» **The problem**
Filter the records below, keeping only lines with the string "Some".

» **Supplied data**
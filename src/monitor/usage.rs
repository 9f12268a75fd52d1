//! Free-space probe: integer free percentage of a volume.

#![allow(missing_docs)]

use std::path::Path;
use std::sync::Arc;

use crate::core::errors::{FatalError, Result};
use crate::platform::pal::{Platform, VolumeStats};

/// Reports how full a volume is, as `free_blocks * 100 / total_blocks`.
#[derive(Clone)]
pub struct DiskUsageProbe {
    platform: Arc<dyn Platform>,
}

impl DiskUsageProbe {
    pub fn new(platform: Arc<dyn Platform>) -> Self {
        Self { platform }
    }

    /// Free percentage of `volume`, truncated to an integer.
    ///
    /// A statistics failure, or a volume reporting zero total blocks, is fatal.
    pub fn free_percent(&self, volume: &Path) -> Result<u8> {
        let stats = self.platform.volume_stats(volume)?;
        free_percent_of(volume, &stats)
    }
}

impl std::fmt::Debug for DiskUsageProbe {
    fn fmt(&self, f: &mut std::fmt::Formatter<'_>) -> std::fmt::Result {
        f.debug_struct("DiskUsageProbe").finish_non_exhaustive()
    }
}

/// Integer free percentage from raw block counts.
pub fn free_percent_of(volume: &Path, stats: &VolumeStats) -> Result<u8> {
    if stats.total_blocks == 0 {
        return Err(FatalError::volume_stats(
            volume,
            "volume reports zero total blocks",
        ));
    }
    let free = u128::from(stats.free_blocks.min(stats.total_blocks));
    let pct = free * 100 / u128::from(stats.total_blocks);
    u8::try_from(pct).map_err(|_| {
        FatalError::volume_stats(volume, format!("free percentage {pct} out of range"))
    })
}
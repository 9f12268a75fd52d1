//! Activity logging: JSONL writer and the background logger thread.

pub mod activity;
pub mod jsonl;
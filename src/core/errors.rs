//! LWD-prefixed error types, split into a fatal tier and a recoverable tier.
//!
//! [`FatalError`] means the daemon can no longer trust its view of the world
//! (config file, mount table, or volume statistics are unreadable) and must
//! terminate. [`ItemError`] covers a single config line, file, or process; it
//! is logged, collected into the relevant report, and the cycle continues.

#![allow(missing_docs)]

use std::io;
use std::path::{Path, PathBuf};

use thiserror::Error;

/// Shared `Result` alias; the error side is always the fatal tier.
pub type Result<T> = std::result::Result<T, FatalError>;

/// Infrastructure failures that terminate the process.
#[derive(Debug, Error)]
pub enum FatalError {
    #[error("[LWD-1001] cannot read config file {path}: {source}")]
    ConfigRead {
        path: PathBuf,
        #[source]
        source: io::Error,
    },

    #[error("[LWD-1002] cannot read mount table {path}: {source}")]
    MountTable {
        path: PathBuf,
        #[source]
        source: io::Error,
    },

    #[error("[LWD-1003] filesystem stats failure for {path}: {details}")]
    VolumeStats { path: PathBuf, details: String },

    #[error("[LWD-1004] invalid thresholds: {details}")]
    InvalidThresholds { details: String },

    #[error("[LWD-1005] cannot parse environment override {name}: {details}")]
    EnvOverride { name: String, details: String },

    #[error("[LWD-1101] unsupported platform: {details}")]
    UnsupportedPlatform { details: String },

    #[error("[LWD-1900] runtime failure: {details}")]
    Runtime { details: String },
}

impl FatalError {
    /// Stable machine-parseable error code.
    #[must_use]
    pub const fn code(&self) -> &'static str {
        match self {
            Self::ConfigRead { .. } => "LWD-1001",
            Self::MountTable { .. } => "LWD-1002",
            Self::VolumeStats { .. } => "LWD-1003",
            Self::InvalidThresholds { .. } => "LWD-1004",
            Self::EnvOverride { .. } => "LWD-1005",
            Self::UnsupportedPlatform { .. } => "LWD-1101",
            Self::Runtime { .. } => "LWD-1900",
        }
    }

    #[must_use]
    pub fn volume_stats(path: impl AsRef<Path>, details: impl Into<String>) -> Self {
        Self::VolumeStats {
            path: path.as_ref().to_path_buf(),
            details: details.into(),
        }
    }
}

/// Per-line, per-file, and per-process failures. Never fatal.
#[derive(Debug, Error)]
pub enum ItemError {
    #[error("[LWD-3001] config line {line:?} rejected: {reason}")]
    RejectedLine { line: String, reason: String },

    #[error("[LWD-3101] walk failure at {path}: {source}")]
    Walk {
        path: PathBuf,
        #[source]
        source: io::Error,
    },

    #[error("[LWD-3102] access time unavailable for {path}: {source}")]
    AccessTime {
        path: PathBuf,
        #[source]
        source: io::Error,
    },

    #[error("[LWD-3103] delete failure at {path}: {source}")]
    Delete {
        path: PathBuf,
        #[source]
        source: io::Error,
    },

    #[error("[LWD-3201] process scan failure at {path}: {source}")]
    ProcessScan {
        path: PathBuf,
        #[source]
        source: io::Error,
    },

    #[error("[LWD-3202] cannot resolve descriptor {path}: {source}")]
    Descriptor {
        path: PathBuf,
        #[source]
        source: io::Error,
    },
}

impl ItemError {
    /// Stable machine-parseable error code.
    #[must_use]
    pub const fn code(&self) -> &'static str {
        match self {
            Self::RejectedLine { .. } => "LWD-3001",
            Self::Walk { .. } => "LWD-3101",
            Self::AccessTime { .. } => "LWD-3102",
            Self::Delete { .. } => "LWD-3103",
            Self::ProcessScan { .. } => "LWD-3201",
            Self::Descriptor { .. } => "LWD-3202",
        }
    }

    /// Filesystem path the failure concerns, if any.
    #[must_use]
    pub fn path(&self) -> Option<&Path> {
        match self {
            Self::RejectedLine { .. } => None,
            Self::Walk { path, .. }
            | Self::AccessTime { path, .. }
            | Self::Delete { path, .. }
            | Self::ProcessScan { path, .. }
            | Self::Descriptor { path, .. } => Some(path),
        }
    }

    #[must_use]
    pub fn rejected(line: impl Into<String>, reason: impl Into<String>) -> Self {
        Self::RejectedLine {
            line: line.into(),
            reason: reason.into(),
        }
    }
}

#[cfg(test)]
mod tests {
    use super::*;

    fn io_err() -> io::Error {
        io::Error::new(io::ErrorKind::Other, "test")
    }

    #[test]
    fn fatal_codes_are_unique_and_in_fatal_range() {
        let errors = vec![
            FatalError::ConfigRead {
                path: PathBuf::new(),
                source: io_err(),
            },
            FatalError::MountTable {
                path: PathBuf::new(),
                source: io_err(),
            },
            FatalError::volume_stats("/", ""),
            FatalError::InvalidThresholds {
                details: String::new(),
            },
            FatalError::EnvOverride {
                name: String::new(),
                details: String::new(),
            },
            FatalError::UnsupportedPlatform {
                details: String::new(),
            },
            FatalError::Runtime {
                details: String::new(),
            },
        ];

        let codes: Vec<&str> = errors.iter().map(FatalError::code).collect();
        let unique: std::collections::HashSet<&&str> = codes.iter().collect();
        assert_eq!(codes.len(), unique.len(), "fatal codes must be unique: {codes:?}");
        for code in codes {
            assert!(code.starts_with("LWD-1"), "fatal code {code} outside LWD-1xxx");
        }
    }

    #[test]
    fn item_codes_are_unique_and_in_recoverable_range() {
        let errors = vec![
            ItemError::rejected("", ""),
            ItemError::Walk {
                path: PathBuf::new(),
                source: io_err(),
            },
            ItemError::AccessTime {
                path: PathBuf::new(),
                source: io_err(),
            },
            ItemError::Delete {
                path: PathBuf::new(),
                source: io_err(),
            },
            ItemError::ProcessScan {
                path: PathBuf::new(),
                source: io_err(),
            },
            ItemError::Descriptor {
                path: PathBuf::new(),
                source: io_err(),
            },
        ];

        let codes: Vec<&str> = errors.iter().map(ItemError::code).collect();
        let unique: std::collections::HashSet<&&str> = codes.iter().collect();
        assert_eq!(codes.len(), unique.len(), "item codes must be unique: {codes:?}");
        for code in codes {
            assert!(code.starts_with("LWD-3"), "item code {code} outside LWD-3xxx");
        }
    }

    #[test]
    fn display_includes_code_and_path() {
        let err = FatalError::volume_stats("/data", "statvfs failed");
        let msg = err.to_string();
        assert!(msg.contains("LWD-1003"), "missing code: {msg}");
        assert!(msg.contains("/data"), "missing path: {msg}");

        let err = ItemError::Delete {
            path: PathBuf::from("/data/logs/a.log"),
            source: io::Error::new(io::ErrorKind::PermissionDenied, "denied"),
        };
        assert_eq!(err.path(), Some(Path::new("/data/logs/a.log")));
        assert!(err.to_string().contains("LWD-3103"));
    }

    #[test]
    fn rejected_line_has_no_path() {
        let err = ItemError::rejected("logs/app", "path must be absolute");
        assert!(err.path().is_none());
        assert!(err.to_string().contains("logs/app"));
    }
}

» **Exercise response**
            | Self::Descriptor { path, .. } => Some(path),
        assert_eq!(err.path(), Some(Path::new("/data/logs/a.log")));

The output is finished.